Knee deep in the hoopla: this week on Fresh Powder

The lede
Well, we had a good run, journalism and the movies. For some time now, Hollywood’s been a hero-making machine for journalists and their likenesses on the big screen (see, most recently, Julia Stiles portraying journalist Jessica Pressler in “Hustlers”: Boring, yes, but a good reporter). But now, a nasty fight is breaking out over the upcoming movie “Richard Jewell” and its depiction of former Atlanta Journal-Constitution reporter Kathy Scruggs, who, in the movie, enters into a sexual relationship with an FBI agent as a way to get information on the investigation into the 1996 bombing in Atlanta’s Centennial Olympic Park. “The AJC’s reporter is reduced to a sex-trading object in the film,” reads a letter sent to the filmmakers by the newspaper. The paper is requesting a disclaimer be added to the movie to say that some situations had been dramatized. “The assertion in the film that the AJC relied recklessly on questionable sourcing is itself reckless.” (The Atlanta Journal-Constitution)

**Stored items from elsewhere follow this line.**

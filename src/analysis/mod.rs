// Swing analysis - microphone blocks in, timing verdicts out
//
// The capture callback copies each block into a pooled buffer and hands it
// over a lock-free queue (see audio::buffer_pool). A dedicated analysis
// thread drains the queue through a SwingDetector and forwards every
// observation, once and in order, to the session's subscriber channel.
//
// Nothing on the capture callback path allocates or locks.

pub mod accuracy;
pub mod detector;

use std::sync::atomic::{AtomicBool, AtomicU64, Ordering};
use std::sync::Arc;
use std::thread::{self, JoinHandle};
use std::time::Duration;

use tokio::sync::mpsc;

use crate::audio::buffer_pool::{AnalysisChannels, BufferPool};
use crate::audio::capture::{AudioCapture, BlockHandler};
use crate::config::{AnalyzerConfig, AudioConfig};
use crate::error::AudioError;

pub use accuracy::{classify, AccuracyClass, RollingTimingWindow, SwingObservation, Tolerances};
pub use detector::{analyze_samples, SwingDetector};

/// Receives observations on the session's control timeline.
pub type ObservationSender = mpsc::UnboundedSender<SwingObservation>;

/// Counters shared between the analysis thread and its owner.
#[derive(Debug, Default)]
struct AnalyzerCounters {
    blocks_processed: AtomicU64,
    peaks_detected: AtomicU64,
    observations_emitted: AtomicU64,
    dropped_blocks: AtomicU64,
}

/// Snapshot of analyzer activity since the last start.
#[derive(Debug, Clone, Copy, Default, PartialEq, Eq, serde::Serialize)]
pub struct AnalyzerStats {
    pub blocks_processed: u64,
    pub peaks_detected: u64,
    pub observations_emitted: u64,
    pub dropped_blocks: u64,
}

impl AnalyzerCounters {
    fn reset(&self) {
        self.blocks_processed.store(0, Ordering::Relaxed);
        self.peaks_detected.store(0, Ordering::Relaxed);
        self.observations_emitted.store(0, Ordering::Relaxed);
        self.dropped_blocks.store(0, Ordering::Relaxed);
    }

    fn snapshot(&self) -> AnalyzerStats {
        AnalyzerStats {
            blocks_processed: self.blocks_processed.load(Ordering::Relaxed),
            peaks_detected: self.peaks_detected.load(Ordering::Relaxed),
            observations_emitted: self.observations_emitted.load(Ordering::Relaxed),
            dropped_blocks: self.dropped_blocks.load(Ordering::Relaxed),
        }
    }
}

struct AnalysisWorker {
    channels: AnalysisChannels,
    detector: SwingDetector,
    subscriber: ObservationSender,
    running: Arc<AtomicBool>,
    counters: Arc<AnalyzerCounters>,
    log_every_n_blocks: u64,
}

impl AnalysisWorker {
    fn run(mut self) {
        tracing::info!(
            "[AnalysisThread] Starting analysis loop ({} Hz, expected interval {:.3}s)",
            self.detector.sample_rate(),
            self.detector.expected_interval_secs()
        );

        let mut reported_drops = 0u64;
        loop {
            let buffer = match self.channels.pop_block() {
                Some(buffer) => buffer,
                None => {
                    // Drain everything queued before honouring shutdown
                    if !self.running.load(Ordering::SeqCst) {
                        tracing::info!("[AnalysisThread] Shutdown requested and queue empty, exiting");
                        break;
                    }
                    thread::sleep(Duration::from_millis(1));
                    continue;
                }
            };

            let observation = self.detector.process_block(&buffer);
            self.channels.recycle(buffer);

            let blocks = self.counters.blocks_processed.fetch_add(1, Ordering::Relaxed) + 1;
            self.counters
                .peaks_detected
                .store(self.detector.peaks_detected(), Ordering::Relaxed);

            let dropped = self.channels.dropped_blocks();
            if dropped != reported_drops {
                tracing::warn!(
                    "[AnalysisThread] {} block(s) dropped by capture, timing may drift",
                    dropped - reported_drops
                );
                reported_drops = dropped;
                self.counters.dropped_blocks.store(dropped, Ordering::Relaxed);
            }

            if let Some(observation) = observation {
                tracing::debug!(
                    "[AnalysisThread] Swing at {:.3}s: interval {:.3}s, deviation {:.3}s -> {:?}",
                    observation.timestamp_secs,
                    observation.measured_interval_secs,
                    observation.deviation_secs,
                    observation.accuracy
                );
                if self.subscriber.send(observation).is_ok() {
                    self.counters
                        .observations_emitted
                        .fetch_add(1, Ordering::Relaxed);
                } else {
                    tracing::debug!("[AnalysisThread] Subscriber gone, observation discarded");
                }
            }

            if self.log_every_n_blocks > 0 && blocks % self.log_every_n_blocks == 0 {
                tracing::debug!(
                    "[AnalysisThread] {} blocks, {:.1}s analysed, window rms {:.4}, {} peaks",
                    blocks,
                    self.detector.elapsed_secs(),
                    self.detector.window_rms(),
                    self.detector.peaks_detected()
                );
            }
        }
        // Subscriber sender dropped here
    }
}

/// Turns a capture stream into swing observations.
///
/// The analyzer owns the capture adapter it taps but is agnostic to what
/// drives it; any [`AudioCapture`] works.
pub struct SwingAnalyzer {
    capture: Box<dyn AudioCapture>,
    config: AnalyzerConfig,
    buffer_pool_size: usize,
    buffer_size: usize,
    expected_interval_secs: f64,
    running: Arc<AtomicBool>,
    counters: Arc<AnalyzerCounters>,
    worker: Option<JoinHandle<()>>,
}

impl SwingAnalyzer {
    pub fn new(
        capture: Box<dyn AudioCapture>,
        config: AnalyzerConfig,
        audio: &AudioConfig,
        expected_interval_secs: f64,
    ) -> Self {
        Self {
            capture,
            config,
            buffer_pool_size: audio.buffer_pool_size.max(1),
            buffer_size: audio.buffer_size.max(1),
            expected_interval_secs,
            running: Arc::new(AtomicBool::new(false)),
            counters: Arc::new(AnalyzerCounters::default()),
            worker: None,
        }
    }

    /// Resets history, starts the capture and the analysis thread.
    /// Observations go to `subscriber` until [`stop_analysis`](Self::stop_analysis).
    pub fn start_analysis(&mut self, subscriber: ObservationSender) -> Result<(), AudioError> {
        if self.worker.is_some() {
            return Err(AudioError::AlreadyRunning);
        }
        self.counters.reset();

        let (mut capture_channels, analysis_channels) =
            BufferPool::new(self.buffer_pool_size, self.buffer_size);
        let handler: BlockHandler = Box::new(move |block: &[f32]| {
            capture_channels.push_block(block);
        });
        let sample_rate = self.capture.start(handler)?;

        let worker = AnalysisWorker {
            channels: analysis_channels,
            detector: SwingDetector::new(&self.config, sample_rate, self.expected_interval_secs),
            subscriber,
            running: Arc::clone(&self.running),
            counters: Arc::clone(&self.counters),
            log_every_n_blocks: self.config.log_every_n_blocks,
        };

        self.running.store(true, Ordering::SeqCst);
        let spawned = thread::Builder::new()
            .name("swing-analysis".to_string())
            .spawn(move || worker.run());

        match spawned {
            Ok(handle) => {
                self.worker = Some(handle);
                log::info!("[SwingAnalyzer] Analysis started at {} Hz", sample_rate);
                Ok(())
            }
            Err(err) => {
                self.running.store(false, Ordering::SeqCst);
                let _ = self.capture.stop();
                Err(AudioError::StreamFailure {
                    reason: format!("Failed to spawn analysis thread: {}", err),
                })
            }
        }
    }

    /// Detaches from the capture, waits for queued blocks to drain and drops
    /// the subscriber. No-op when not running.
    pub fn stop_analysis(&mut self) -> Result<(), AudioError> {
        let Some(worker) = self.worker.take() else {
            return Ok(());
        };

        let capture_result = self.capture.stop();
        self.running.store(false, Ordering::SeqCst);
        if worker.join().is_err() {
            log::error!("[SwingAnalyzer] Analysis thread panicked");
        }
        log::info!("[SwingAnalyzer] Analysis stopped: {:?}", self.stats());
        capture_result
    }

    pub fn is_running(&self) -> bool {
        self.worker.is_some()
    }

    pub fn stats(&self) -> AnalyzerStats {
        self.counters.snapshot()
    }

    pub fn expected_interval_secs(&self) -> f64 {
        self.expected_interval_secs
    }
}

impl Drop for SwingAnalyzer {
    fn drop(&mut self) {
        if let Err(err) = self.stop_analysis() {
            log::warn!("[SwingAnalyzer] Stop on drop failed: {}", err);
        }
    }
}

#[cfg(test)]
mod tests {
    use super::*;
    use crate::audio::stubs::ManualCapture;
    use crate::testing::{synthesize_swings, SynthConfig};

    fn analyzer_with_feeder() -> (SwingAnalyzer, crate::audio::stubs::CaptureFeeder) {
        let (capture, feeder) = ManualCapture::new(44_100);
        let audio = AudioConfig {
            buffer_pool_size: 1024,
            ..AudioConfig::default()
        };
        let analyzer = SwingAnalyzer::new(Box::new(capture), AnalyzerConfig::default(), &audio, 0.5);
        (analyzer, feeder)
    }

    #[test]
    fn test_observations_reach_subscriber_in_order() {
        let (mut analyzer, feeder) = analyzer_with_feeder();
        let (tx, mut rx) = mpsc::unbounded_channel();
        analyzer.start_analysis(tx).unwrap();

        let rec = synthesize_swings(&[0.5, 1.0, 1.7], 2.5, &SynthConfig::default());
        assert!(feeder.feed_all(&rec.samples, 441));
        analyzer.stop_analysis().unwrap();

        let first = rx.try_recv().unwrap();
        let second = rx.try_recv().unwrap();
        assert_eq!(first.accuracy, AccuracyClass::Perfect);
        assert_eq!(second.accuracy, AccuracyClass::NeedsWork);
        assert!(first.timestamp_secs < second.timestamp_secs);

        // Sender dropped with the worker
        assert!(matches!(
            rx.try_recv(),
            Err(mpsc::error::TryRecvError::Disconnected)
        ));
        let stats = analyzer.stats();
        assert_eq!(stats.observations_emitted, 2);
        assert_eq!(stats.peaks_detected, 3);
        assert_eq!(stats.dropped_blocks, 0);
    }

    #[test]
    fn test_double_start_rejected_and_stop_idempotent() {
        let (mut analyzer, feeder) = analyzer_with_feeder();
        let (tx, _rx) = mpsc::unbounded_channel();
        analyzer.start_analysis(tx.clone()).unwrap();
        assert!(feeder.is_attached());
        assert_eq!(analyzer.start_analysis(tx), Err(AudioError::AlreadyRunning));

        analyzer.stop_analysis().unwrap();
        assert!(!feeder.is_attached());
        assert!(!analyzer.is_running());
        analyzer.stop_analysis().unwrap();
    }

    #[test]
    fn test_restart_resets_history() {
        let (mut analyzer, feeder) = analyzer_with_feeder();
        let rec = synthesize_swings(&[0.5], 1.0, &SynthConfig::default());

        let (tx, mut rx) = mpsc::unbounded_channel();
        analyzer.start_analysis(tx).unwrap();
        feeder.feed_all(&rec.samples, 441);
        analyzer.stop_analysis().unwrap();

        // One peak per run: no run has a predecessor to diff against
        let (tx, mut rx2) = mpsc::unbounded_channel();
        analyzer.start_analysis(tx).unwrap();
        feeder.feed_all(&rec.samples, 441);
        analyzer.stop_analysis().unwrap();

        assert!(rx.try_recv().is_err());
        assert!(rx2.try_recv().is_err());
        assert_eq!(analyzer.stats().peaks_detected, 1);
    }
}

. . . “It is unfortunate and the ultimate irony that the Atlanta Journal Constitution, having been part of the rush to judgement of Richard Jewell, is now trying to malign our filmmakers and cast,” is, presumably, not the response the AJC wanted. (Them are fightin words.)

. . . “I think this letter makes it clear how seriously we take the misrepresentation of our reporters’ actions and of the actions of the newspaper during that time. We have been clear about how disturbed we are in the film’s use of a Hollywood trope about reporters … and how it misrepresents how seriously journalists concern themselves with reporting accurately and ethically.” (Variety)

. . . The film is not based on Scruggs’ reporting, though she is a major player in it — being the first to break the story that the FBI was investigating Jewell. (Vanity Fair is the source material.) The real shame in this he-said, she-said, though, is that she (Scruggs) is not alive to defend herself. Now, her colleagues are left to stand for Scruggs’ reputation: “She was never at peace or at rest with this story. It haunted her until her last breath. It crushed her like a junebug on the sidewalk.” (It’s “The Ballad of Kathy Scruggs” vs. “The Ballad of Richard Jewell”)

. . . This, of course, is not the first time journalism has been misrepresented in film. “A Christmas Prince” is a fictional fairytale, but these, most definitely, are not representative reporters’ notes.

“The tasks we’ll need help with will change, as our reporting and our stories evolve. But we’re starting at ground zero: What are your biggest questions about the technologies you use every day?” Recode by Vox is launching the Open Sourced Reporting Network, an email community for everyday people to contribute to its tech reporting.

Flashback to the first Golden Globes of this decade: Five of the 10 television shows nominated in the “Best Drama” and “Best Musical or Comedy” categories were on broadcast TV channels — FOX, ABC, NBC, CBS — while AMC and HBO made up the rest. (Par for the course.) Ten years later? “Broadcast TV Shows And Actors Were Completely Shut Out Of The Golden Globes For The First Time Ever” (BuzzFeed News)

“People need to follow official New Jersey state twitter right now before the FBI steps in,” tweeted @Jim_Edwards. He’s right. It’s getting wild and crazy over on the @NJGov account. “Who let New Jersey have a Twitter,” someone asked. “your mom,” @NJGov answered.

. . . Mediaite: “The New Jersey State Twitter Account Is Going Full Jersey” (No, it’s not a hack.)

‘Tis the season when dad recommits himself to making his son a prototypical left-handed pitcher because Gerrit Cole is about to get paid $324 million over the next nine years.

Thinking ahead
Before you set your resolute number — books to read in 2020 — for New Year’s, here’s Lit Hub’s list of the best 10 (and then some) literary TV adaptations of the decade (or, “Game of Thrones” and others that aren’t “Game of Thrones”).

This also happened last week: Michael, a kindergartner in Michigan, invited his entire class to the courthouse to witness his adoption.